**Exercise instructions:**
In the entries that follow, the first line to write out is the one containing "use std::time::Duration;", and the last is the one containing "HTTP basic auth". Reproduce that stretch exactly, with nothing before or after it.

# # # # #

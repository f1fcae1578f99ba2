//! User Session
//!
//! Binds a [`KeysCollection`] to the authenticated broker account and
//! exposes the key operations. Connection settings come from
//! [`SessionConfig`]; the library itself reads no environment variables.

use std::sync::Arc;
use std::time::Duration;
use tracing::info;

use crate::error::KeysError;
use crate::keys::{KeysCollection, SshKey};
use crate::public_key::{KeyMaterial, PublicKey};
use crate::transport::{HttpTransport, Transport};

/// Public broker REST endpoint
pub const DEFAULT_BROKER_URL: &str = "https://openshift.redhat.com/broker/rest";

/// Per-request deadline used unless configured otherwise
pub const DEFAULT_TIMEOUT: Duration = Duration::from_secs(30);

/// Account credentials sent with every request
#[derive(Clone)]
pub enum Credentials {
    /// Unauthenticated (test brokers only)
    None,
    /// HTTP basic auth
    Basic { username: String, password: String },
    /// Bearer token
    Token(String),
}

impl Credentials {
    pub fn basic(username: impl Into<String>, password: impl Into<String>) -> Self {
        Credentials::Basic {
            username: username.into(),
            password: password.into(),
        }
    }

    pub fn token(token: impl Into<String>) -> Self {
        Credentials::Token(token.into())
    }
}

impl std::fmt::Debug for Credentials {
    fn fmt(&self, f: &mut std::fmt::Formatter<'_>) -> std::fmt::Result {
        match self {
            Credentials::None => f.write_str("None"),
            Credentials::Basic { username, .. } => f
                .debug_struct("Basic")
                .field("username", username)
                .field("password", &"[REDACTED]")
                .finish(),
            Credentials::Token(_) => f.debug_tuple("Token").field(&"[REDACTED]").finish(),
        }
    }
}

/// Connection settings for a broker session
#[derive(Debug, Clone)]
pub struct SessionConfig {
    /// Base URL of the broker REST API
    pub broker_url: String,
    pub credentials: Credentials,
    /// Per-request deadline
    pub timeout: Duration,
    /// Skip TLS certificate verification (self-signed test brokers)
    pub accept_invalid_certs: bool,
    pub user_agent: String,
}

impl SessionConfig {
    pub fn new(broker_url: impl Into<String>, credentials: Credentials) -> Self {
        Self {
            broker_url: broker_url.into(),
            credentials,
            timeout: DEFAULT_TIMEOUT,
            accept_invalid_certs: false,
            user_agent: concat!("paas-ssh-keys/", env!("CARGO_PKG_VERSION")).to_string(),
        }
    }

    pub fn timeout(mut self, timeout: Duration) -> Self {
        self.timeout = timeout;
        self
    }

    pub fn accept_invalid_certs(mut self, accept: bool) -> Self {
        self.accept_invalid_certs = accept;
        self
    }

    pub fn user_agent(mut self, user_agent: impl Into<String>) -> Self {
        self.user_agent = user_agent.into();
        self
    }
}

impl Default for SessionConfig {
    fn default() -> Self {
        Self::new(DEFAULT_BROKER_URL, Credentials::None)
    }
}

/// An authenticated broker account
pub struct UserSession {
    keys: KeysCollection,
}

impl UserSession {
    /// Create a session talking HTTP to the configured broker.
    ///
    /// No request is made until the first key operation.
    pub fn new(config: SessionConfig) -> Result<Self, KeysError> {
        let transport = HttpTransport::new(&config)?;
        info!(
            broker_url = %config.broker_url,
            timeout_secs = config.timeout.as_secs(),
            "Broker session created"
        );
        Ok(Self::with_transport(Arc::new(transport)))
    }

    /// Create a session over any transport
    pub fn with_transport(transport: Arc<dyn Transport>) -> Self {
        Self {
            keys: KeysCollection::new(transport),
        }
    }

    /// The underlying key collection
    pub fn keys(&self) -> &KeysCollection {
        &self.keys
    }

    pub async fn get_ssh_keys(&self) -> Result<Vec<SshKey>, KeysError> {
        self.keys.list().await
    }

    pub async fn get_ssh_key_by_name(&self, name: &str) -> Result<Option<SshKey>, KeysError> {
        self.keys.get_by_name(name).await
    }

    pub async fn get_ssh_key_by_public_key(
        &self,
        public_key: &str,
    ) -> Result<Option<SshKey>, KeysError> {
        self.keys.get_by_public_key(public_key).await
    }

    /// Register a public key, or the public half of a key pair.
    /// The private key never leaves the machine.
    pub async fn add_ssh_key(
        &self,
        name: &str,
        material: impl Into<KeyMaterial>,
    ) -> Result<SshKey, KeysError> {
        self.keys.add(name, material).await
    }

    pub async fn put_ssh_key(&self, name: &str, key: &PublicKey) -> Result<SshKey, KeysError> {
        self.keys.put(name, key).await
    }

    pub async fn delete_key(&self, name: &str) -> Result<(), KeysError> {
        self.keys.delete_by_name(name).await
    }

    /// Forget cached keys; the next read reloads them from the broker.
    pub fn refresh(&self) {
        self.keys.refresh();
    }
}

# # # # #

**Exercise result:**
use std::time::Duration;
use tracing::info;

use crate::error::KeysError;
use crate::keys::{KeysCollection, SshKey};
use crate::public_key::{KeyMaterial, PublicKey};
use crate::transport::{HttpTransport, Transport};

/// Public broker REST endpoint
pub const DEFAULT_BROKER_URL: &str = "https://openshift.redhat.com/broker/rest";

/// Per-request deadline used unless configured otherwise
pub const DEFAULT_TIMEOUT: Duration = Duration::from_secs(30);

/// Account credentials sent with every request
#[derive(Clone)]
pub enum Credentials {
    /// Unauthenticated (test brokers only)
    None,
    /// HTTP basic auth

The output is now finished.